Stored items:
Start of Block

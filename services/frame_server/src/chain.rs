//! ERC-721 contract access over EVM JSON-RPC.
//!
//! Transactions are built and signed locally (see `evm_tx`) and submitted
//! with `eth_sendRawTransaction`; the node never holds the key.

use std::time::{Duration, Instant};

use async_trait::async_trait;
use evm_tx::{
    erc721, parse_secret_key, Address, EvmTxError, LegacyTransaction, SecretKey, U256,
    GAS_LIMIT_HEADROOM_PCT,
};
use serde::{Deserialize, Serialize};
use thiserror::Error;
use tracing::{debug, info};

use crate::{
    config::FrameConfig,
    error::{ClientError, ClientResult},
};

/// Interval between `eth_getTransactionReceipt` polls.
const RECEIPT_POLL_INTERVAL: Duration = Duration::from_secs(1);

/// Handle to a submitted, not yet confirmed transfer.
#[derive(Clone, Debug, PartialEq, Eq)]
pub struct PendingTransfer {
    pub tx_hash: String,
}

#[derive(Clone, Debug, PartialEq, Eq)]
pub struct TransferReceipt {
    pub tx_hash: String,
    pub block_number: Option<u64>,
}

#[async_trait]
pub trait NftContract: Send + Sync {
    /// Wallet that holds the claimable tokens and signs transfers.
    fn service_address(&self) -> Address;

    fn contract_address(&self) -> Address;

    async fn transfer_from(
        &self,
        from: &Address,
        to: &Address,
        token_id: U256,
    ) -> ClientResult<PendingTransfer>;

    /// Wait until the transfer is mined. A reverted transaction is an error.
    async fn confirm(&self, pending: &PendingTransfer) -> ClientResult<TransferReceipt>;

    async fn balance_of(&self, owner: &Address) -> ClientResult<U256>;
}

#[derive(Debug, Error)]
pub enum ContractInitError {
    #[error("PRIVATE_KEY is not set")]
    MissingPrivateKey,

    #[error("NFT_CONTRACT_ADDRESS is not set")]
    MissingContractAddress,

    #[error("invalid PRIVATE_KEY: {0}")]
    InvalidPrivateKey(EvmTxError),

    #[error("invalid NFT_CONTRACT_ADDRESS: {0}")]
    InvalidContractAddress(EvmTxError),

    #[error("http client: {0}")]
    Http(#[from] reqwest::Error),
}

// ── JSON-RPC helpers ────────────────────────────────────────────

#[derive(Serialize)]
struct RpcRequest {
    jsonrpc: &'static str,
    id: u64,
    method: &'static str,
    params: serde_json::Value,
}

#[derive(Deserialize)]
struct RpcResponse {
    result: Option<serde_json::Value>,
    error: Option<serde_json::Value>,
}

fn strip_hex_prefix(s: &str) -> &str {
    s.strip_prefix("0x").unwrap_or(s)
}

fn parse_quantity_u64(value: &serde_json::Value) -> ClientResult<u64> {
    let s = value
        .as_str()
        .ok_or_else(|| ClientError::Decode(format!("expected hex quantity, got {value}")))?;
    u64::from_str_radix(strip_hex_prefix(s), 16)
        .map_err(|e| ClientError::Decode(format!("bad quantity {s:?}: {e}")))
}

fn parse_quantity_u256(value: &serde_json::Value) -> ClientResult<U256> {
    let s = value
        .as_str()
        .ok_or_else(|| ClientError::Decode(format!("expected hex quantity, got {value}")))?;
    U256::from_str_radix(strip_hex_prefix(s), 16)
        .map_err(|_| ClientError::Decode(format!("bad quantity {s:?}")))
}

fn parse_data(value: &serde_json::Value) -> ClientResult<Vec<u8>> {
    let s = value
        .as_str()
        .ok_or_else(|| ClientError::Decode(format!("expected hex data, got {value}")))?;
    hex::decode(strip_hex_prefix(s)).map_err(|e| ClientError::Decode(format!("bad hex data: {e}")))
}

/// `None` while the receipt is not available yet.
fn receipt_outcome(
    tx_hash: &str,
    receipt: &serde_json::Value,
) -> Option<ClientResult<TransferReceipt>> {
    if receipt.is_null() {
        return None;
    }
    let block_number = parse_quantity_u64(&receipt["blockNumber"]).ok();
    match receipt["status"].as_str() {
        Some("0x1") => Some(Ok(TransferReceipt {
            tx_hash: tx_hash.to_string(),
            block_number,
        })),
        Some(_) => Some(Err(ClientError::Reverted(tx_hash.to_string()))),
        None => Some(Err(ClientError::Decode(format!(
            "receipt for {tx_hash} has no status"
        )))),
    }
}

// ── Contract client ─────────────────────────────────────────────

pub struct EvmNftContract {
    client: reqwest::Client,
    rpc_url: String,
    signer: SecretKey,
    sender: Address,
    contract: Address,
    chain_id: u64,
    confirm_timeout: Duration,
}

impl EvmNftContract {
    pub fn from_config(config: &FrameConfig) -> Result<Self, ContractInitError> {
        let key = config
            .private_key
            .as_deref()
            .ok_or(ContractInitError::MissingPrivateKey)?;
        let signer = parse_secret_key(key).map_err(ContractInitError::InvalidPrivateKey)?;
        let contract = config
            .contract_address
            .as_deref()
            .ok_or(ContractInitError::MissingContractAddress)?
            .parse::<Address>()
            .map_err(ContractInitError::InvalidContractAddress)?;
        let client = reqwest::Client::builder()
            .timeout(Duration::from_secs(config.http_timeout_secs))
            .build()?;

        Ok(Self {
            client,
            rpc_url: config.rpc_url.clone(),
            sender: Address::from_secret_key(&signer),
            signer,
            contract,
            chain_id: config.chain_id,
            confirm_timeout: Duration::from_secs(config.confirm_timeout_secs),
        })
    }

    pub fn chain_id(&self) -> u64 {
        self.chain_id
    }

    async fn call(
        &self,
        method: &'static str,
        params: serde_json::Value,
    ) -> ClientResult<serde_json::Value> {
        let request = RpcRequest {
            jsonrpc: "2.0",
            id: 1,
            method,
            params,
        };

        let resp: RpcResponse = self
            .client
            .post(&self.rpc_url)
            .json(&request)
            .send()
            .await?
            .json()
            .await?;

        if let Some(err) = resp.error {
            return Err(ClientError::Rpc(format!("{method}: {err}")));
        }
        Ok(resp.result.unwrap_or_default())
    }

    /// Chain id reported by the node, for the startup sanity check.
    pub async fn node_chain_id(&self) -> ClientResult<u64> {
        let result = self.call("eth_chainId", serde_json::json!([])).await?;
        parse_quantity_u64(&result)
    }
}

#[async_trait]
impl NftContract for EvmNftContract {
    fn service_address(&self) -> Address {
        self.sender
    }

    fn contract_address(&self) -> Address {
        self.contract
    }

    async fn transfer_from(
        &self,
        from: &Address,
        to: &Address,
        token_id: U256,
    ) -> ClientResult<PendingTransfer> {
        let data = erc721::encode_transfer_from(from, to, token_id);
        let sender = self.sender.to_string();

        let nonce = parse_quantity_u64(
            &self
                .call("eth_getTransactionCount", serde_json::json!([&sender, "pending"]))
                .await?,
        )?;
        let gas_price =
            parse_quantity_u256(&self.call("eth_gasPrice", serde_json::json!([])).await?)?;
        let estimate = parse_quantity_u64(
            &self
                .call(
                    "eth_estimateGas",
                    serde_json::json!([{
                        "from": &sender,
                        "to": self.contract.to_string(),
                        "data": format!("0x{}", hex::encode(&data)),
                    }]),
                )
                .await?,
        )?;
        let gas_limit = estimate.saturating_mul(GAS_LIMIT_HEADROOM_PCT) / 100;

        let tx = LegacyTransaction {
            nonce,
            gas_price,
            gas_limit,
            to: self.contract,
            value: U256::zero(),
            data,
            chain_id: self.chain_id,
        };
        let signed = tx.sign(&self.signer);
        debug!(
            "Signed transferFrom nonce={} gas_limit={} hash={}",
            nonce,
            gas_limit,
            signed.hash_hex()
        );

        let result = self
            .call("eth_sendRawTransaction", serde_json::json!([signed.raw_hex()]))
            .await?;
        let tx_hash = result
            .as_str()
            .map(str::to_string)
            .unwrap_or_else(|| signed.hash_hex());
        info!("transferFrom token {} -> {} submitted: {}", token_id, to, tx_hash);
        Ok(PendingTransfer { tx_hash })
    }

    async fn confirm(&self, pending: &PendingTransfer) -> ClientResult<TransferReceipt> {
        let start = Instant::now();
        loop {
            let receipt = self
                .call(
                    "eth_getTransactionReceipt",
                    serde_json::json!([pending.tx_hash]),
                )
                .await?;
            if let Some(outcome) = receipt_outcome(&pending.tx_hash, &receipt) {
                return outcome;
            }

            if start.elapsed() > self.confirm_timeout {
                return Err(ClientError::Timeout(pending.tx_hash.clone()));
            }
            tokio::time::sleep(RECEIPT_POLL_INTERVAL).await;
        }
    }

    async fn balance_of(&self, owner: &Address) -> ClientResult<U256> {
        let data = erc721::encode_balance_of(owner);
        let result = self
            .call(
                "eth_call",
                serde_json::json!([
                    {
                        "to": self.contract.to_string(),
                        "data": format!("0x{}", hex::encode(&data)),
                    },
                    "latest"
                ]),
            )
            .await?;
        erc721::decode_uint(&parse_data(&result)?)
            .map_err(|e| ClientError::Decode(format!("balanceOf: {e}")))
    }
}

End of Block

What you should do:
Across all the entries, how many lines hold the string "reqwest"? Only the number is needed.

Solution:
3